Last night a church died. Like most terminal patients, it had been ill for some time. While exact cause of death is unknown the suspected culprits are fatigue, complacency, along with a bit of guilt and despair. Having held on with little life left for many years, left without any other options, they gave up the ghost.
The church is survived by a diverse yet now fractured family. Unity seems gone; the members are left with few options. They can band together and join another church that suits only a few of them or they can leave the family and search for a new one.
While the news of this death will not affect the majority of the community, the legacy of this congregation, while maybe not far reaching, has profoundly impacted the lives of many.
The casualties of this death were many– myself included. I am grieving and do not know how long it will take to heal. Having grown up as a minister’s child I grew accustomed to moving from church to church. My husband and I had thought we found a home– a family to grow with, live with and now, much too soon, die with. There was all this talk of the Kingdom, and the greater good and the selfishness of holding onto a building. No one seemed to hear our heart. We’re not concerned about the building– it’s the loss of our family. When it was brought up, that possibly the church we are to “partner” with would not suit everyone (demographically, preaching/teaching style, location etc…..) the response was “well, go somewhere else.” Perhaps it’s naivete, but what I heard was, “your part of the family isn’t that important, so if you want to leave, go.” It’s not about where we are, to me it’s whether or not we’re together– and inevitably we won’t be.
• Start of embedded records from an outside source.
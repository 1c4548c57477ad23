//! Unit tests for finalizer-gated deletion

#[cfg(test)]
mod tests {
    use crate::reconcile_helpers::has_finalizer;
    use crate::reconciler::{ClusterPhase, Outcome};
    use crate::test_utils::*;
    use ipam_client::{MockIpamClient, MockOperation};

    #[tokio::test]
    async fn test_deletion_waits_for_parent() {
        let ipam = MockIpamClient::new();
        let store = MockClusterStore::with_parent("default", "test");
        let reconciler = create_test_reconciler(ipam.clone(), store.clone());
        let mut cluster = converge(&reconciler, &ipam, &store, &create_test_vm_cluster("test", "default"), "10.0.0.2").await;
        mark_deleting(&mut cluster);
        assert_eq!(ClusterPhase::of(&cluster), ClusterPhase::Deleting);

        // Parent still present: its deletion is requested, nothing else
        let outcome = reconciler.reconcile_vm_cluster(&cluster).await.unwrap();
        assert_eq!(outcome, Outcome::RequeueAfter(TEST_REQUEUE));
        assert_eq!(store.parent_delete_requests(), vec!["default/test".to_string()]);
        assert_eq!(ipam.call_count("delete_"), 0);
        assert!(has_finalizer(&store.refresh(&cluster)));

        // Parent terminating: no repeated request, still nothing deleted
        reconciler.reconcile_vm_cluster(&store.refresh(&cluster)).await.unwrap();
        assert_eq!(store.parent_delete_requests().len(), 1);
        assert_eq!(ipam.call_count("delete_"), 0);
        assert_eq!(ipam.pool_count(), 1);
        assert_eq!(ipam.claim_count(), 1);

        // Parent gone: dependents deleted, finalizer kept until they disappear
        store.remove_parent("default", "test");
        ipam.hold_deletes(true);
        let outcome = reconciler.reconcile_vm_cluster(&store.refresh(&cluster)).await.unwrap();
        assert_eq!(outcome, Outcome::RequeueAfter(TEST_REQUEUE));
        assert!(has_finalizer(&store.refresh(&cluster)), "Finalizer kept while dependents terminate");

        let calls = ipam.calls();
        let claim_delete = calls.iter().position(|c| c == "delete_claim:test").unwrap();
        let pool_delete = calls.iter().position(|c| c == "delete_pool:test-v4-icip").unwrap();
        assert!(claim_delete < pool_delete, "Claims are deleted before pools");

        // Still terminating on the next pass
        reconciler.reconcile_vm_cluster(&store.refresh(&cluster)).await.unwrap();
        assert!(has_finalizer(&store.refresh(&cluster)));

        // Dependents gone: finalizer released
        ipam.hold_deletes(false);
        let outcome = reconciler.reconcile_vm_cluster(&store.refresh(&cluster)).await.unwrap();
        assert_eq!(outcome, Outcome::Done);
        assert!(!has_finalizer(&store.refresh(&cluster)));
        assert_eq!(ipam.pool_count(), 0);
        assert_eq!(ipam.claim_count(), 0);
    }

    #[tokio::test]
    async fn test_deletion_without_parent_releases_in_two_passes() {
        let ipam = MockIpamClient::new();
        let store = MockClusterStore::with_parent("default", "test");
        let reconciler = create_test_reconciler(ipam.clone(), store.clone());
        let mut cluster =
            converge(&reconciler, &ipam, &store, &create_dual_stack_vm_cluster("test", "default"), "10.0.0.2").await;
        store.remove_parent("default", "test");
        mark_deleting(&mut cluster);

        assert_eq!(reconciler.reconcile_vm_cluster(&cluster).await.unwrap(), Outcome::RequeueAfter(TEST_REQUEUE));
        assert_eq!(ipam.call_count("delete_pool"), 2);
        assert!(has_finalizer(&store.refresh(&cluster)), "Removal is confirmed on the next pass");

        assert_eq!(reconciler.reconcile_vm_cluster(&store.refresh(&cluster)).await.unwrap(), Outcome::Done);
        assert!(!has_finalizer(&store.refresh(&cluster)));
    }

    #[tokio::test]
    async fn test_deletion_proceeds_while_paused() {
        let ipam = MockIpamClient::new();
        let store = MockClusterStore::with_parent("default", "test");
        let reconciler = create_test_reconciler(ipam.clone(), store.clone());
        let mut cluster = converge(&reconciler, &ipam, &store, &create_test_vm_cluster("test", "default"), "10.0.0.2").await;
        store.remove_parent("default", "test");
        cluster.spec.paused = true;
        mark_deleting(&mut cluster);

        reconciler.reconcile_vm_cluster(&cluster).await.unwrap();
        reconciler.reconcile_vm_cluster(&store.refresh(&cluster)).await.unwrap();

        assert!(!has_finalizer(&store.refresh(&cluster)));
    }

    #[tokio::test]
    async fn test_deletion_without_finalizer_is_noop() {
        let ipam = MockIpamClient::new();
        let store = MockClusterStore::with_parent("default", "test");
        let reconciler = create_test_reconciler(ipam.clone(), store.clone());
        let mut cluster = create_test_vm_cluster("test", "default");
        mark_deleting(&mut cluster);

        assert_eq!(reconciler.reconcile_vm_cluster(&cluster).await.unwrap(), Outcome::Done);
        assert!(ipam.calls().is_empty());
        assert!(store.parent_delete_requests().is_empty());
    }

    #[tokio::test]
    async fn test_failed_delete_keeps_finalizer() {
        let ipam = MockIpamClient::new();
        let store = MockClusterStore::with_parent("default", "test");
        let reconciler = create_test_reconciler(ipam.clone(), store.clone());
        let mut cluster = converge(&reconciler, &ipam, &store, &create_test_vm_cluster("test", "default"), "10.0.0.2").await;
        store.remove_parent("default", "test");
        mark_deleting(&mut cluster);
        ipam.fail_next(MockOperation::DeleteClaim, "provider unavailable");

        let err = reconciler.reconcile_vm_cluster(&cluster).await.unwrap_err();
        assert!(!err.is_permanent());
        assert_eq!(ipam.call_count("delete_pool"), 0, "Pools wait for claims");
        assert!(has_finalizer(&store.refresh(&cluster)));

        reconciler.reconcile_vm_cluster(&store.refresh(&cluster)).await.unwrap();
        reconciler.reconcile_vm_cluster(&store.refresh(&cluster)).await.unwrap();
        assert!(!has_finalizer(&store.refresh(&cluster)));
        let text = reconciler.metrics.render().unwrap();
        assert!(text.contains("vmcluster_ipam_finalizers_removed_total 1"));
    }
}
It seems ironic, that for my last paper this semester I wrote about the transformation that comes to a church when they seek to serve the community as God leads them. That is what is happening to us. Our “church” (building) will be used to serve a niche for the vibrant college community in our town. We are in essence doing exactly what my thesis stated that the church should do, but I didn’t expect it to actually displace us. And logically, I know this happens everyday. Unfortunately, many churches across the nation are closing their doors everyday… why should we be any different?
My family, while not blood, is broken. So what are we to do? We’re back at square one, making a list of what’s important to us in a church. Hopefully, I will be able to get over my tendency toward depression and extreme anti-social behavior and go find a new home. Below is my preliminary list:
1) Bible-based, exegetical preaching– while we can learn much through our own devotion, we depend on leadership and teaching based on scripture.
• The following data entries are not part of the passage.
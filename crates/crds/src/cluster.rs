//! Parent Cluster CRD
//!
//! The higher-level `cluster.x-k8s.io` Cluster that references a VmCluster as
//! its infrastructure. This controller never writes it except to request its
//! deletion, so only the fields read here are modelled; unknown fields are
//! ignored on deserialization.

use crate::references::ObjectReference;
use kube::CustomResource;
use schemars::JsonSchema;
use serde::{Deserialize, Serialize};

/// Kind name used in owner references pointing at the parent.
pub const PARENT_CLUSTER_KIND: &str = "Cluster";

#[derive(CustomResource, Debug, Clone, Serialize, Deserialize, JsonSchema, Default)]
#[kube(group = "cluster.x-k8s.io", version = "v1beta1", kind = "Cluster", namespaced)]
#[serde(rename_all = "camelCase")]
pub struct ClusterSpec {
    #[serde(default)]
    pub paused: bool,

    #[serde(default, skip_serializing_if = "Option::is_none")]
    pub infrastructure_ref: Option<ObjectReference>,
}
//! VmCluster CRD
//!
//! The infrastructure cluster record for a VM-backed Kubernetes cluster.
//! The controller owns its status: pool references per IP family, the
//! control-plane endpoint resolved from an address claim, and readiness.

use crate::conditions::Condition;
use crate::family::IpFamily;
use crate::references::LocalObjectReference;
use crate::PAUSED_ANNOTATION;
use kube::CustomResource;
use schemars::JsonSchema;
use serde::{Deserialize, Serialize};

#[derive(CustomResource, Debug, Clone, Serialize, Deserialize, JsonSchema, Default)]
#[kube(
    group = "infrastructure.microscaler.io",
    version = "v1alpha1",
    kind = "VmCluster",
    namespaced,
    status = "VmClusterStatus",
    shortname = "vmc",
    printcolumn = r#"{"name":"Ready","type":"boolean","jsonPath":".status.ready"}"#,
    printcolumn = r#"{"name":"Endpoint","type":"string","jsonPath":".status.controlPlaneEndpoint.host"}"#,
    printcolumn = r#"{"name":"Age","type":"date","jsonPath":".metadata.creationTimestamp"}"#
)]
#[serde(rename_all = "camelCase")]
pub struct VmClusterSpec {
    /// Endpoint requested by the user. Used as is when neither address
    /// configuration is set; otherwise the host comes from the address claim
    #[serde(default, skip_serializing_if = "Option::is_none")]
    pub control_plane_endpoint: Option<ApiEndpoint>,

    /// IPv4 address configuration
    #[serde(default, skip_serializing_if = "Option::is_none")]
    pub ipv4_config: Option<IPConfigSpec>,

    /// IPv6 address configuration
    #[serde(default, skip_serializing_if = "Option::is_none")]
    pub ipv6_config: Option<IPConfigSpec>,

    /// DNS servers handed to the nodes
    #[serde(default, skip_serializing_if = "Vec::is_empty")]
    pub dns_servers: Vec<String>,

    /// Template used when cloning node VMs
    #[serde(default)]
    pub node_clone_spec: NodeCloneSpec,

    /// Suspends forward reconciliation while true
    #[serde(default)]
    pub paused: bool,
}

/// Address configuration for one IP family.
#[derive(Debug, Clone, Serialize, Deserialize, JsonSchema, PartialEq, Eq, Default)]
#[serde(rename_all = "camelCase")]
pub struct IPConfigSpec {
    /// Address ranges: CIDRs, `start-end` ranges or single addresses
    pub addresses: Vec<String>,

    /// Gateway address
    pub gateway: String,

    /// Network prefix length
    #[schemars(range(max = 128))]
    pub prefix: u8,
}

/// Host and port of the cluster API server.
#[derive(Debug, Clone, Serialize, Deserialize, JsonSchema, PartialEq, Eq, Default)]
#[serde(rename_all = "camelCase")]
pub struct ApiEndpoint {
    #[serde(default)]
    pub host: String,

    #[serde(default)]
    pub port: i32,
}

impl ApiEndpoint {
    pub fn is_zero(&self) -> bool {
        self.host.is_empty() && self.port == 0
    }
}

/// VM clone template. Carried for the machine controllers; not interpreted here.
#[derive(Debug, Clone, Serialize, Deserialize, JsonSchema, PartialEq, Eq, Default)]
#[serde(rename_all = "camelCase")]
pub struct NodeCloneSpec {
    #[serde(default, skip_serializing_if = "Option::is_none")]
    pub source_node: Option<String>,

    #[serde(default, skip_serializing_if = "Option::is_none")]
    pub template_id: Option<i32>,

    #[serde(default, skip_serializing_if = "Option::is_none")]
    pub storage: Option<String>,

    #[serde(default, skip_serializing_if = "Option::is_none")]
    pub format: Option<String>,

    #[serde(default, skip_serializing_if = "Option::is_none")]
    pub full: Option<bool>,
}

#[derive(Debug, Clone, Serialize, Deserialize, JsonSchema, Default, PartialEq)]
#[serde(rename_all = "camelCase")]
pub struct VmClusterStatus {
    /// True once every configured pool exists and the endpoint address resolved
    #[serde(default)]
    pub ready: bool,

    /// One pool reference per configured family, in [v4, v6] order
    #[serde(default, skip_serializing_if = "Vec::is_empty")]
    pub in_cluster_ip_pool_ref: Vec<LocalObjectReference>,

    /// Control-plane endpoint; host comes from the resolved address claim
    #[serde(default, skip_serializing_if = "Option::is_none")]
    pub control_plane_endpoint: Option<ApiEndpoint>,

    /// Machine-readable reason for a persistent failure
    #[serde(default, skip_serializing_if = "Option::is_none")]
    pub failure_reason: Option<String>,

    /// Human-readable detail for a persistent failure
    #[serde(default, skip_serializing_if = "Option::is_none")]
    pub failure_message: Option<String>,

    #[serde(default, skip_serializing_if = "Vec::is_empty")]
    pub conditions: Vec<Condition>,

    #[serde(default, skip_serializing_if = "Option::is_none")]
    pub observed_generation: Option<i64>,
}

impl VmClusterSpec {
    /// Configured families with their config, in slot order.
    pub fn configured_families(&self) -> Vec<(IpFamily, &IPConfigSpec)> {
        IpFamily::ALL
            .into_iter()
            .filter_map(|family| self.ip_config(family).map(|config| (family, config)))
            .collect()
    }

    pub fn ip_config(&self, family: IpFamily) -> Option<&IPConfigSpec> {
        match family {
            IpFamily::V4 => self.ipv4_config.as_ref(),
            IpFamily::V6 => self.ipv6_config.as_ref(),
        }
    }

    pub fn has_ip_config(&self) -> bool {
        self.ipv4_config.is_some() || self.ipv6_config.is_some()
    }

    /// Family used for the control-plane endpoint: IPv4 if configured, else IPv6.
    pub fn endpoint_family(&self) -> Option<IpFamily> {
        self.configured_families().first().map(|(family, _)| *family)
    }
}

impl VmCluster {
    /// Paused through the spec flag or the pause annotation.
    pub fn is_paused(&self) -> bool {
        self.spec.paused
            || self
                .metadata
                .annotations
                .as_ref()
                .is_some_and(|a| a.contains_key(PAUSED_ANNOTATION))
    }
}

impl VmClusterStatus {
    pub fn pool_ref(&self, slot: usize) -> Option<&LocalObjectReference> {
        self.in_cluster_ip_pool_ref.get(slot)
    }

    /// Records `name` in `slot`. Slots fill in order, so a slot past the end
    /// of the populated prefix is rejected.
    ///
    /// Returns true when the status changed.
    pub fn set_pool_ref(&mut self, slot: usize, name: &str) -> bool {
        let len = self.in_cluster_ip_pool_ref.len();
        match self.in_cluster_ip_pool_ref.get_mut(slot) {
            Some(existing) if existing.name == name => false,
            Some(existing) => {
                existing.name = name.to_string();
                true
            }
            None if slot == len => {
                self.in_cluster_ip_pool_ref.push(LocalObjectReference::new(name));
                true
            }
            None => false,
        }
    }

    /// Endpoint host, when an address has been resolved.
    pub fn endpoint_host(&self) -> Option<&str> {
        self.control_plane_endpoint
            .as_ref()
            .map(|e| e.host.as_str())
            .filter(|h| !h.is_empty())
    }
}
2) Love for children– we have two, 4-years and 1-year. Our four year old astounds me everyday with his insight into God and his love for us. I think, some days, that Corbin will be the one to lead a great ministry, not me. The point is that we want to be somewhere that will encourage and disciple his young faith.
3) A Public Theology- it’s important that where we go is serving the community. We want to be amongst a community of believers that actively takes their faith into the world through outreach and active evangelism.
4) A place for us– it’s important to us that we are not only attendees of the church but that we are actively involved. Whatever church we are at, is my outlet for all I’m learning in seminary and “practicing,” you might say, for whatever ministry God will lead my husband and I too.
5) A diverse congregation- a community of all believers does not pigeon-hole their focus on only youth, or seniors, or young families, singles or whatever. Our differences in age, race and gender were gifts from God and I believe it was his intent for us to learn from each other.
UP FOR NEGOTIATION:
Size, Location (building/geographic), Worship style, Liturgy and Sacraments
What do you think? What is important to you in a church?